There are many tales of Christian martyrs, most of which, we shall see, were not based on actual events.  There is merely fiction piled on fiction from the earliest years of the Church. We shall also see how these images of martyrs extended to encompass the false image of the Church itself, as the persecuted, never the persecuting, Church. That such a picture misrepresented the Church’s true history is a matter of historical record. In earlier lectures, we have seen how the Church was the persecutor and aggressor in most cases, with its condemnation of blasphemers, heretics, and rival Christian sects.  The Inquisition, the Crusades and other atrocities were prominent features of the Church’s crimes. The facts are well known and documented.  I have discussed them in earlier lectures at AtheistScholar.org.

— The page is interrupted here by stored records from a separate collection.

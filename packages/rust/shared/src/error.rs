//! Error types for folio.
//!
//! Library crates use [`FolioError`] via `thiserror`.
//! The CLI wraps this with `color-eyre` for rich diagnostics.

use std::path::PathBuf;

/// Top-level error type for archive loading and configuration.
#[derive(Debug, thiserror::Error)]
pub enum FolioError {
    /// Configuration loading or validation error.
    #[error("config error: {message}")]
    Config { message: String },

    /// HTML parsing or content extraction error.
    #[error("parse error: {message}")]
    Parse { message: String },

    /// Filesystem I/O error.
    #[error("I/O error at {path:?}: {source}")]
    Io {
        path: PathBuf,
        source: std::io::Error,
    },

    /// Data validation error (bad archive layout, invalid values, etc.).
    #[error("validation error: {message}")]
    Validation { message: String },
}

/// Convenience alias used throughout the codebase.
pub type Result<T> = std::result::Result<T, FolioError>;

impl FolioError {
    /// Create a config error from any displayable message.
    pub fn config(msg: impl Into<String>) -> Self {
        Self::Config {
            message: msg.into(),
        }
    }

    /// Create a parse error from any displayable message.
    pub fn parse(msg: impl Into<String>) -> Self {
        Self::Parse {
            message: msg.into(),
        }
    }

    /// Create a validation error from any displayable message.
    pub fn validation(msg: impl Into<String>) -> Self {
        Self::Validation {
            message: msg.into(),
        }
    }

    /// Wrap a `std::io::Error` with a path for context.
    pub fn io(path: impl Into<PathBuf>, source: std::io::Error) -> Self {
        Self::Io {
            path: path.into(),
            source,
        }
    }
}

Even the accounts of legal affairs- actual trials of Christians that showed up in the Egyptian town of Oxyrhynochus about 1896, reveal that they too, had been embellished.  Some scholars were excited by a cluster of court documents that described Alexandrian trials from the 1st Century CE because they hoped to obtain an accurate picture of historical events. But the Christian trials bore a suspiciously striking resemblance to the collected tales called “Christian Acts.” The accounts went beyond the courtroom procedure, combining the legal process with an ethical agenda. They were most emphatic concerning the righteousness of the Christian offenders and of the injustice of the trial. Even in what scholars had hoped to be true narratives, there had already been borrowing from earlier pagan reports and editing to emphasize the virtue of Christian defendants.

The Christian martyr narratives also borrowed from a new genre of Greek literature, the Romance novel, a sort of early Harlequin Romance. Candida Moss states that the novels always “featured a central pair of young, attractive and well bred lovers who were torn apart by fate, miscommunication or familial interference and who spent the course of the plot faithfully trying to reunite with each other.”  There were lustful rivals, adventures, miracles, shipwrecks and so on in the plots. The couples were reunited at the end.  The novels privileged Hellenization and love between aristocrats.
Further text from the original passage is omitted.